Blog |November 21, 2018

Member Spotlight: The Commonwealth Secretariat

Photo of Commonwealth Bridge (Canberra, Australia), by Marty Southwell on Unsplash
Commonwealth Avenue, Canberra, ACT, Australia. Photo: Marty Southwell / Unsplash.com 

 

Over the past year, the Global Infrastructure Connectivity Alliance membership has grown to 13 members, ranging from national governments and multilateral development banks to international organizations and established associations. Most recently, we have welcomed four new members, including the Republic of Indonesia, The Commonwealth Secretariat, Long-term Infrastructure Investors Association, and the Maputo Corridor Logistics Initiative.

You might have seen their logos on the GICA Member page, or perhaps you have browsed through their individual websites. But what might not be obvious from a logo or website is what motivated each member to join GICA and the role cross-border connectivity plays in each member's day-to-day operations.

To learn more about how our members view connectivity, we will be introducing them to you in our Member Spotlight series. First up? The Commonwealth Secretariat and a brief interview with Mr. Kirk Haywood, Adviser for Trade Competiveness.

 

 

GICA: What motivated the Commonwealth Secretariat to become a member of GICA?

Commonwealth Secretariat: At the Commonwealth Heads of Government Meeting in April 2018, the 53 Leaders of the Commonwealth launched the Commonwealth Connectivity Agenda for Trade and Investment (CCA). The CCA focuses on four areas:

1) supporting global growth

2) employment creation

3) knowledge sharing

4) promoting development

The CCA is about policy arbitrage—policymakers sharing experiences that work in different countries at different levels of development to help other policymakers make more informed decisions.

 

GICA: What is the Commonwealth’s vision, or agenda, for cross-border connectivity infrastructure?

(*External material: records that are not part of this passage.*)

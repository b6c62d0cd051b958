use config::shared::PushConfig;
use tokio::runtime::Runtime;

use crate::error::ShuffleResult;

/// Thread name prefix of the push I/O runtime.
const IO_THREAD_NAME: &str = "shuffle-push-io";

/// Builds the multi-threaded runtime that drives push I/O and completions.
///
/// The runtime gets one worker thread per configured I/O thread.
pub fn build_io_runtime(config: &PushConfig) -> ShuffleResult<Runtime> {
    config.validate()?;

    let runtime = tokio::runtime::Builder::new_multi_thread()
        .worker_threads(config.io_threads)
        .thread_name(IO_THREAD_NAME)
        .enable_all()
        .build()?;

    Ok(runtime)
}
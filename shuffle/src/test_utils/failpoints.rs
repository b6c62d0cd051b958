use fail::FailScenario;

/// Fail point actions that stay active until the scenario is dropped.
///
/// The underlying [`FailScenario`] serializes tests using fail points and clears every action
/// when it goes away.
pub struct ShuffleFailScenario<'a> {
    _scenario: FailScenario<'a>,
}

impl ShuffleFailScenario<'_> {
    /// Applies each `(fail point, action)` pair, for example
    /// `(PUSH_DATA_BEFORE_SEND, "1*return(io)")`.
    ///
    /// # Panics
    ///
    /// Panics if an action does not parse.
    pub fn setup(actions: &[(&str, &str)]) -> Self {
        let scenario = FailScenario::setup();

        for (name, action) in actions {
            if let Err(err) = fail::cfg(*name, action) {
                panic!("invalid action `{action}` for fail point `{name}`: {err}");
            }
        }

        Self {
            _scenario: scenario,
        }
    }
}
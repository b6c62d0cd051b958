use std::fmt;
use std::io::Error;

/// Name of the environment variable which contains the environment name.
const APP_ENVIRONMENT_ENV_NAME: &str = "APP_ENVIRONMENT";

/// The name of the development environment.
const DEV_ENV_NAME: &str = "dev";

/// The name of the staging environment.
const STAGING_ENV_NAME: &str = "staging";

/// The name of the production environment.
const PROD_ENV_NAME: &str = "prod";

/// Runtime environment of the process embedding the shuffle client.
///
/// Selects which environment-specific configuration file is layered on top of the base file.
#[derive(Debug, Clone, Copy, PartialEq, Eq)]
pub enum Environment {
    /// Local development.
    Dev,
    /// Pre-production clusters.
    Staging,
    /// Production clusters.
    Prod,
}

impl Environment {
    /// Loads the environment from the `APP_ENVIRONMENT` env variable, defaulting to `dev`.
    pub fn load() -> Result<Environment, Error> {
        std::env::var(APP_ENVIRONMENT_ENV_NAME)
            .unwrap_or_else(|_| DEV_ENV_NAME.into())
            .try_into()
    }

    /// Returns the string name of the environment, which is also the configuration file stem.
    pub fn as_str(&self) -> &'static str {
        match self {
            Environment::Dev => DEV_ENV_NAME,
            Environment::Staging => STAGING_ENV_NAME,
            Environment::Prod => PROD_ENV_NAME,
        }
    }
}

impl fmt::Display for Environment {
    fn fmt(&self, f: &mut fmt::Formatter) -> fmt::Result {
        f.write_str(self.as_str())
    }
}

impl TryFrom<String> for Environment {
    type Error = Error;

    /// Parses an [`Environment`] case-insensitively.
    fn try_from(s: String) -> Result<Self, Self::Error> {
        match s.to_lowercase().as_str() {
            DEV_ENV_NAME => Ok(Self::Dev),
            STAGING_ENV_NAME => Ok(Self::Staging),
            PROD_ENV_NAME => Ok(Self::Prod),
            other => Err(Error::other(format!(
                "{other} is not a supported environment. Use one of `{DEV_ENV_NAME}`, `{STAGING_ENV_NAME}` or `{PROD_ENV_NAME}`.",
            ))),
        }
    }
}
//! Bounded retries for the synchronous push RPCs.

use std::future::Future;
use std::time::Duration;

use config::shared::RetryConfig;
use tracing::{error, info, warn};

use crate::concurrency::shutdown::ShutdownRx;
use crate::error::{ErrorKind, ShuffleResult};
use crate::{bail, shuffle_error};

/// Runs an operation until it succeeds, fails with a non-retryable error or runs out of retries.
///
/// Attempts are separated by a fixed backoff. Shutdown is checked before every attempt but does
/// not interrupt a backoff sleep.
#[derive(Debug, Clone)]
pub struct RetryExecutor {
    max_retries: u32,
    backoff: Duration,
    shutdown: ShutdownRx,
}

impl RetryExecutor {
    pub fn new(config: &RetryConfig, shutdown: ShutdownRx) -> Self {
        Self {
            max_retries: config.max_retries,
            backoff: config.retry_backoff(),
            shutdown,
        }
    }

    /// Runs `operation`, passing it the 1-based attempt number.
    ///
    /// When retries are exhausted the last failure is returned. Failures outside of the I/O
    /// class are wrapped into an [`ErrorKind::RpcFailed`] error keeping the failure as source.
    pub async fn run<T, F, Fut>(
        &self,
        operation_name: &'static str,
        mut operation: F,
    ) -> ShuffleResult<T>
    where
        F: FnMut(u32) -> Fut,
        Fut: Future<Output = ShuffleResult<T>>,
    {
        let max_attempts = self.max_retries.saturating_add(1);
        let mut last_error = None;

        for attempt in 1..=max_attempts {
            if self.shutdown.is_shutdown() {
                info!(
                    operation = operation_name,
                    attempt, "shutdown requested, stopping retries"
                );
                break;
            }

            let err = match operation(attempt).await {
                Ok(value) => {
                    if attempt > 1 {
                        info!(
                            operation = operation_name,
                            attempt, "operation succeeded after retrying"
                        );
                    }

                    return Ok(value);
                }
                Err(err) => err,
            };

            if !err.is_retryable() {
                error!(
                    operation = operation_name,
                    attempt,
                    error = %err,
                    "operation failed with a non-retryable error"
                );
                last_error = Some(err);
                break;
            }

            if attempt < max_attempts {
                warn!(
                    operation = operation_name,
                    attempt,
                    max_attempts,
                    backoff_ms = self.backoff.as_millis() as u64,
                    error = %err,
                    "operation failed, retrying after backoff"
                );
                tokio::time::sleep(self.backoff).await;
            } else {
                error!(
                    operation = operation_name,
                    attempt,
                    error = %err,
                    "operation failed, retries exhausted"
                );
            }

            last_error = Some(err);
        }

        let Some(err) = last_error else {
            bail!(
                ErrorKind::Cancelled,
                "Shuffle client is shutting down",
                format!("{operation_name} was not attempted")
            );
        };

        if err.kind().is_io() {
            return Err(err);
        }

        Err(shuffle_error!(
            ErrorKind::RpcFailed,
            "Push RPC failed",
            format!("{operation_name} failed"),
            source: err
        ))
    }
}
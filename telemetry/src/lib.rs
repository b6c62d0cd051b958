//! Tracing and metrics setup for processes embedding the shuffle client.

pub mod metrics;
pub mod tracing;

pub use crate::tracing::{LogFlusher, TracingError, init_test_tracing, init_tracing};
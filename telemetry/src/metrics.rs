use std::sync::Mutex;
use std::time::Duration;

use metrics_exporter_prometheus::{BuildError, PrometheusBuilder, PrometheusHandle};
use tracing::trace;

/// How often the recorder drops stale histogram samples.
const UPKEEP_INTERVAL: Duration = Duration::from_secs(5);

// The recorder is global and can only be installed once, but tests call the initializer
// repeatedly, so the handle is cached. A mutex is used because initialization is fallible.
static PROMETHEUS_HANDLE: Mutex<Option<PrometheusHandle>> = Mutex::new(None);

/// Installs the Prometheus recorder and returns a handle for rendering the exposition text.
///
/// Must be called from within a tokio runtime, which runs the periodic recorder upkeep.
/// Later calls return the cached handle.
pub fn init_metrics_handle() -> Result<PrometheusHandle, BuildError> {
    let mut prometheus_handle = PROMETHEUS_HANDLE
        .lock()
        .unwrap_or_else(std::sync::PoisonError::into_inner);

    if let Some(handle) = &*prometheus_handle {
        return Ok(handle.clone());
    }

    let handle = PrometheusBuilder::new().install_recorder()?;
    *prometheus_handle = Some(handle.clone());

    let upkeep_handle = handle.clone();
    tokio::spawn(async move {
        loop {
            tokio::time::sleep(UPKEEP_INTERVAL).await;
            trace!("running metrics upkeep");
            upkeep_handle.run_upkeep();
        }
    });

    Ok(handle)
}
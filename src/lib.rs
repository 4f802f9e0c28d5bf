//! Sales summaries and filtered product reports from `name, MM/dd/yyyy, amount` files.
pub mod args;
pub mod sales;
//! Sales records, and the parse, summarise, filter and report steps run over them.
mod filter;
mod money;
mod parser;
mod report;
mod sale;
mod summary;


use std::{io, path::PathBuf};

pub use filter::filter_sales;
pub use money::{Money, ParseMoneyError};
pub use parser::{parse_lines, read_sales};
pub use report::{render_report, write_report, FILTERED_BY_MONTH_TITLE, FILTERED_BY_PRODUCT_TITLE};
pub use sale::Sale;
pub use summary::{aggregate, totals_by_month, totals_by_product, Summary, Total};

/// A failure that stops the run. Malformed lines are never errors, they're
/// skipped.
#[derive(Debug, thiserror::Error)]
pub enum Error {
    #[error("Error reading the sales data file: {source}")]
    Read { path: PathBuf, source: io::Error },
    #[error("Error writing the sales data file: {source}")]
    Report { path: PathBuf, source: io::Error },
    #[error("Error summing sales: total for {key:?} is out of range")]
    Overflow { key: String },
}
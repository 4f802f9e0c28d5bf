use std::{
    error::Error,
    io::{self, StdinLock},
    path::PathBuf,
    process,
};

use clap::Parser;
use log::debug;
use sales_report::{
    args::{prompt, split_search, Args},
    sales::{
        filter_sales, read_sales, write_report, Summary, Total, FILTERED_BY_MONTH_TITLE,
        FILTERED_BY_PRODUCT_TITLE,
    },
};

fn main() {
    env_logger::init();
    if let Err(err) = run(Args::parse()) {
        eprintln!("{}", err);
        process::exit(1);
    }
}

fn run(args: Args) -> Result<(), Box<dyn Error>> {
    let mut stdin = io::stdin().lock();
    let input = path_or_prompt(args.input, &mut stdin, "Enter the input file path: ")?;
    let output = path_or_prompt(args.output, &mut stdin, "Enter the output file path: ")?;

    let sales = read_sales(&input)?;
    let summary = Summary::of(&sales)?;
    display_totals("Total sales by Product:", &summary.by_product);
    display_totals("Total sales by Month:", &summary.by_month);

    let raw_search = match args.search {
        Some(raw) => Some(raw),
        None => prompt(&mut stdin, "\nEnter search strings separated by commas: ")?,
    };
    let matches = match raw_search.as_deref().and_then(split_search) {
        Some(matches) => matches,
        None => {
            println!("No search strings entered. Exiting.");
            return Ok(());
        }
    };
    debug!("searching for {:?}", matches);

    let filtered = filter_sales(&sales, &matches);
    let filtered_summary = Summary::of(&filtered)?;
    display_totals(FILTERED_BY_PRODUCT_TITLE, &filtered_summary.by_product);
    display_totals(FILTERED_BY_MONTH_TITLE, &filtered_summary.by_month);

    write_report(&output, &filtered, &matches)?;
    println!("\nThe output is successfully saved to {}.", output.display());
    Ok(())
}

fn path_or_prompt(
    given: Option<PathBuf>,
    stdin: &mut StdinLock<'_>,
    question: &str,
) -> Result<PathBuf, Box<dyn Error>> {
    if let Some(path) = given {
        return Ok(path);
    }
    match prompt(stdin, question)? {
        Some(path) if !path.trim().is_empty() => Ok(PathBuf::from(path.trim())),
        _ => Err(format!("no path given for {:?}", question.trim_end_matches(": ")).into()),
    }
}

fn display_totals(title: &str, totals: &[Total]) {
    println!("\n{}", title);
    for total in totals {
        println!("{}", total);
    }
}
use std::{
    io::{self, BufRead, Write},
    path::PathBuf,
};

use clap::Parser;

/// Summarise a sales file and write a report on selected products.
///
/// Anything not given on the command line is asked for on stdin.
#[derive(Debug, Parser)]
#[command(version)]
pub struct Args {
    /// sales file, one `name, MM/dd/yyyy, amount` per line
    pub input: Option<PathBuf>,
    /// where the filtered report is written, replacing any existing file
    pub output: Option<PathBuf>,
    /// product names to report on, separated by commas
    #[arg(short, long, value_name = "TERMS")]
    pub search: Option<String>,
}

/// Prints `question` and reads one line from `input`, without its line ending.
/// `None` once `input` is exhausted.
pub fn prompt(input: &mut impl BufRead, question: &str) -> io::Result<Option<String>> {
    let mut stdout = io::stdout().lock();
    write!(stdout, "{}", question)?;
    stdout.flush()?;

    let mut line = String::new();
    if input.read_line(&mut line)? == 0 {
        return Ok(None);
    }
    let len = line.trim_end_matches(|c: char| c == '\r' || c == '\n').len();
    line.truncate(len);
    Ok(Some(line))
}

/// Splits raw search text on every comma, entries kept untrimmed. Blank text
/// means no search at all.
pub fn split_search(raw: &str) -> Option<Vec<String>> {
    if raw.trim().is_empty() {
        return None;
    }
    Some(raw.split(',').map(str::to_owned).collect())
}
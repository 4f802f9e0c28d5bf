use std::fmt;

use chrono::{Datelike, NaiveDate};
use serde::{de, Deserialize, Deserializer};

use super::Money;

/// `MM/dd/yyyy`, used both to read and to print dates.
pub(super) const DATE_FORMAT: &str = "%m/%d/%Y";

/// One sale of a product. Read positionally from `name, MM/dd/yyyy, amount`.
#[derive(Clone, Debug, PartialEq, Eq, Deserialize)]
pub struct Sale {
    name: String,
    #[serde(deserialize_with = "deserialize_sale_date")]
    date: NaiveDate,
    amount: Money,
}

impl Sale {
    pub fn new(name: impl Into<String>, date: NaiveDate, amount: Money) -> Self {
        Self {
            name: name.into(),
            date,
            amount,
        }
    }
    pub fn name(&self) -> &str {
        &self.name
    }
    pub fn date(&self) -> NaiveDate {
        self.date
    }
    pub fn amount(&self) -> Money {
        self.amount
    }
    /// English month name of the sale date, whatever the host locale is.
    pub fn month(&self) -> String {
        self.date.format("%B").to_string()
    }
}

impl fmt::Display for Sale {
    fn fmt(&self, f: &mut fmt::Formatter<'_>) -> fmt::Result {
        write!(
            f,
            "{}, {}, {}",
            self.name,
            self.date.format(DATE_FORMAT),
            self.amount
        )
    }
}

// chrono alone would take "1/1/2022", a five digit year or year 0000, only
// the exact two-two-four digit shape from year 1 on is a sale date
fn deserialize_sale_date<'de, D>(deserializer: D) -> Result<NaiveDate, D::Error>
where
    D: Deserializer<'de>,
{
    let s = String::deserialize(deserializer)?;
    let s = s.trim();
    let exact_shape = s.len() == 10
        && s.bytes().enumerate().all(|(i, b)| match i {
            2 | 5 => b == b'/',
            _ => b.is_ascii_digit(),
        });
    if !exact_shape {
        return Err(de::Error::custom(format!("date {:?} is not MM/dd/yyyy", s)));
    }
    let date = NaiveDate::parse_from_str(s, DATE_FORMAT).map_err(de::Error::custom)?;
    if date.year() < 1 {
        return Err(de::Error::custom(format!("date {:?} is before year 1", s)));
    }
    Ok(date)
}
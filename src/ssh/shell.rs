//! Wrapper shell channel
//!
//! The management wrapper runs inside an ordinary interactive shell. The
//! channel is converted into a byte stream so the communicator can frame it
//! into lines without knowing about russh.

use tokio::io::{AsyncRead, AsyncWrite};
use tracing::{debug, info};

use super::error::SshError;
use super::handle_owner::HandleController;

/// Terminal type announced in the PTY request
const TERM: &str = "vt100";

/// Wide enough that status table lines are never wrapped by the remote tty
const PTY_COLS: u32 = 512;
const PTY_ROWS: u32 = 24;

/// Duplex byte stream of a shell session
pub trait ShellStream: AsyncRead + AsyncWrite + Send + Unpin + 'static {}

impl<T> ShellStream for T where T: AsyncRead + AsyncWrite + Send + Unpin + 'static {}

pub type BoxedShell = Box<dyn ShellStream>;

/// Open a PTY-backed shell channel on an established session
pub async fn open_shell(controller: &HandleController) -> Result<BoxedShell, SshError> {
    let channel = controller.open_session_channel().await?;

    debug!("Channel {} opened, requesting PTY", channel.id());

    channel
        .request_pty(false, TERM, PTY_COLS, PTY_ROWS, 0, 0, &[])
        .await
        .map_err(|e| SshError::ChannelError(format!("PTY request failed: {}", e)))?;

    channel
        .request_shell(false)
        .await
        .map_err(|e| SshError::ChannelError(format!("Shell request failed: {}", e)))?;

    info!("Wrapper shell started on channel {}", channel.id());

    Ok(Box::new(channel.into_stream()))
}
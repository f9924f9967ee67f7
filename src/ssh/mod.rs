//! SSH module - sessions that carry the management wrapper shell
//!
//! - Direct SSH connections via russh with optional host key pinning
//! - Single-owner handle task (`HandleController`)
//! - PTY shell channels exposed as byte streams
//! - Session Pool keyed by host

mod client;
mod config;
mod error;
mod handle_owner;
pub mod pool;
mod provider;
mod shell;

pub use client::{fingerprint, ClientHandler, SshClient};
pub use config::{AuthMethod, ServerRecord};
pub use error::SshError;
pub use handle_owner::{spawn_handle_owner_task, HandleCommand, HandleController, PingResult};
pub use pool::{PooledSession, SessionPool};
pub use provider::{SessionProvider, SshSessionProvider};
pub use shell::{open_shell, BoxedShell, ShellStream};
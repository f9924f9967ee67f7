//! Line prefix classification
//!
//! Every line on the wrapper stream starts with a four character marker
//! `sNNs`: a sentinel character, the two character channel code, and the same
//! sentinel again.

/// Direction/kind carried by the sentinel pair
#[derive(Debug, Clone, Copy, PartialEq, Eq)]
pub enum PrefixKind {
    /// `<NN<` outbound, echoed back by the remote tty
    Output,
    /// `>NN>` reply or event
    Input,
    /// `_NN_` reply without a trailing newline
    InputNoNewline,
    /// `!NN!` error
    Error,
    /// `.NN.` closedown notice
    Closedown,
    Undefined,
}

impl PrefixKind {
    fn from_sentinel(c: char) -> Self {
        match c {
            '<' => Self::Output,
            '>' => Self::Input,
            '_' => Self::InputNoNewline,
            '!' => Self::Error,
            '.' => Self::Closedown,
            _ => Self::Undefined,
        }
    }

    pub fn sentinel(self) -> Option<char> {
        match self {
            Self::Output => Some('<'),
            Self::Input => Some('>'),
            Self::InputNoNewline => Some('_'),
            Self::Error => Some('!'),
            Self::Closedown => Some('.'),
            Self::Undefined => None,
        }
    }
}

/// Classify the first whitespace-delimited token of a line
pub fn classify(token: &str) -> PrefixKind {
    let mut chars = token.chars();
    let (Some(first), Some(_), Some(_), Some(fourth)) =
        (chars.next(), chars.next(), chars.next(), chars.next())
    else {
        return PrefixKind::Undefined;
    };

    if first != fourth {
        return PrefixKind::Undefined;
    }
    PrefixKind::from_sentinel(first)
}

/// A recognised line prefix
#[derive(Debug, Clone, PartialEq, Eq)]
pub struct LinePrefix {
    pub kind: PrefixKind,
    pub channel: String,
}

impl LinePrefix {
    /// Parse the prefix of a whole line. `None` for undefined prefixes.
    pub fn parse(line: &str) -> Option<Self> {
        let token = line.split_whitespace().next()?;
        let kind = classify(token);
        if kind == PrefixKind::Undefined {
            return None;
        }
        let channel: String = token.chars().skip(1).take(2).collect();
        Some(Self { kind, channel })
    }
}
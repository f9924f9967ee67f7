//! Decoded protocol events
//!
//! At most one event is produced per input line; multi-line sequences
//! produce a single event when their terminator arrives.

use std::collections::BTreeMap;
use std::fmt;

use super::status::ClientStatus;

/// One management endpoint offered by the wrapper
#[derive(Debug, Clone, PartialEq, Eq)]
pub struct ChannelDescriptor {
    pub number: String,
    pub service_type: String,
    pub name: String,
}

/// Status keyword in the second token of a reply
#[derive(Debug, Clone, Copy, PartialEq, Eq)]
pub enum ReplyStatus {
    Ready,
    Wait,
    Ok,
    Fail,
}

impl ReplyStatus {
    pub fn from_keyword(token: &str) -> Option<Self> {
        match token {
            "READY" => Some(Self::Ready),
            "WAIT" => Some(Self::Wait),
            "OK" => Some(Self::Ok),
            "FAIL" => Some(Self::Fail),
            _ => None,
        }
    }
}

/// Operator-initiated operation awaiting its reply
#[derive(Debug, Clone, Copy, PartialEq, Eq)]
pub enum OperationKind {
    Open,
    Close,
}

#[derive(Debug, Clone, Copy, PartialEq, Eq)]
pub enum ProtocolErrorKind {
    OpenFailed,
    OpenTimeout,
    KillFailed,
    DuplicateInstance,
    /// `!NN!` line not matching any known pattern
    Generic,
}

impl fmt::Display for ProtocolErrorKind {
    fn fmt(&self, f: &mut fmt::Formatter<'_>) -> fmt::Result {
        let text = match self {
            Self::OpenFailed => "channel could not be opened",
            Self::OpenTimeout => "timeout while opening channel",
            Self::KillFailed => "client not found",
            Self::DuplicateInstance => "another wrapper instance is already running",
            Self::Generic => "remote error",
        };
        f.write_str(text)
    }
}

#[derive(Debug, Clone, PartialEq, Eq)]
pub enum ProtocolEvent {
    ChannelsDiscovered {
        channels: BTreeMap<String, ChannelDescriptor>,
    },
    ClientListUpdated {
        channel: String,
        clients: Vec<ClientStatus>,
    },
    LogLine {
        channel: String,
        text: String,
    },
    VersionReported {
        channel: String,
        text: String,
    },
    /// Output of an operator-entered command
    CommandOutput {
        channel: String,
        text: String,
    },
    OperationAcknowledged {
        channel: String,
        operation: Option<OperationKind>,
        status: ReplyStatus,
    },
    /// A kill succeeded; a fresh status is due
    ClientsKilled {
        channel: String,
        text: String,
    },
    ErrorDetected {
        kind: ProtocolErrorKind,
        channel: String,
        username: Option<String>,
        text: String,
    },
    DebugMessage {
        text: String,
    },
    Closedown {
        channel: String,
        text: String,
    },
}
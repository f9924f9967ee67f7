//! Outbound instructions
//!
//! Every instruction travels as one line `<NN< text\n`, where `NN` is the
//! target channel code.

use std::fmt;

/// Command/control channel of the wrapper, implicitly open for the session
pub const CONTROL_CHANNEL: &str = "00";

/// Debug sink channel, never opened or closed by the operator
pub const DEBUG_CHANNEL: &str = "FF";

pub const LINE_TERMINATOR: &str = "\n";

/// Instruction understood by the wrapper or by the OpenVPN management
/// interface behind a channel
#[derive(Debug, Clone, PartialEq, Eq)]
pub enum Instruction {
    /// `open <n>` on the control channel
    Open(String),
    /// `close <n>` on the control channel
    Close(String),
    Status,
    LogOn,
    LogOff,
    Version,
    /// `kill <common name>`
    Kill(String),
    /// Operator-entered text, passed through untouched
    Raw(String),
}

impl Instruction {
    /// Whether the instruction is always addressed to the control channel
    pub fn is_control(&self) -> bool {
        matches!(self, Self::Open(_) | Self::Close(_))
    }
}

impl fmt::Display for Instruction {
    fn fmt(&self, f: &mut fmt::Formatter<'_>) -> fmt::Result {
        match self {
            Self::Open(channel) => write!(f, "open {}", channel),
            Self::Close(channel) => write!(f, "close {}", channel),
            Self::Status => f.write_str("status"),
            Self::LogOn => f.write_str("log on"),
            Self::LogOff => f.write_str("log off"),
            Self::Version => f.write_str("version"),
            Self::Kill(user) => write!(f, "kill {}", user),
            Self::Raw(text) => f.write_str(text),
        }
    }
}

/// Frame an instruction for `channel`
pub fn format_line(channel: &str, instruction: &Instruction) -> String {
    format!("<{}< {}{}", channel, instruction, LINE_TERMINATOR)
}

/// Unframed line for the login shell itself (handshake primer, wrapper start)
pub fn shell_line(text: &str) -> String {
    format!("{}{}", text, LINE_TERMINATOR)
}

Commonwealth: On infrastructure, [Commonwealth] members focus on looking at how to unlock private sector investment for infrastructure. We also focus on providing policymakers across the Commonwealth with tools that can be piloted within a member or small groups of members, which can then be subject to peer review among members, and upon which the broader membership can draw lessons. Within the broad remit of infrastructure, the infrastructure necessary for digital trade is a particular area of interest to Commonwealth policymakers.

 

GICA: Are any challenges for improving connectivity unique to the Commonwealth? How might GICA’s knowledge sharing platforms and network support your aims in addressing such challenges?

Commonwealth: The Commonwealth represents 53 diverse members, spread globally and at different levels of development. From large emerging economies such as India and South Africa, to small island states such as Kiribati and St. Kitts. Having such a globally diverse membership means that our focus will not be on building physical infrastructure. Instead our focus will be on the soft infrastructure—the ecosystem for infrastructure development. A particular challenge our members want to understand is how to attract investment in infrastructure in small and vulnerable economies—a difficult question.

The CCA sees GICA as a source of knowledge on what solutions could work in members and also as a network that can help connect the dots from lessons learned in their various experiences supporting various categories of members in various regions. The network can also bring lessons learned from ongoing implementation of connectivity initiatives, that can be fed real-time into policy processes taking place across the Commonwealth.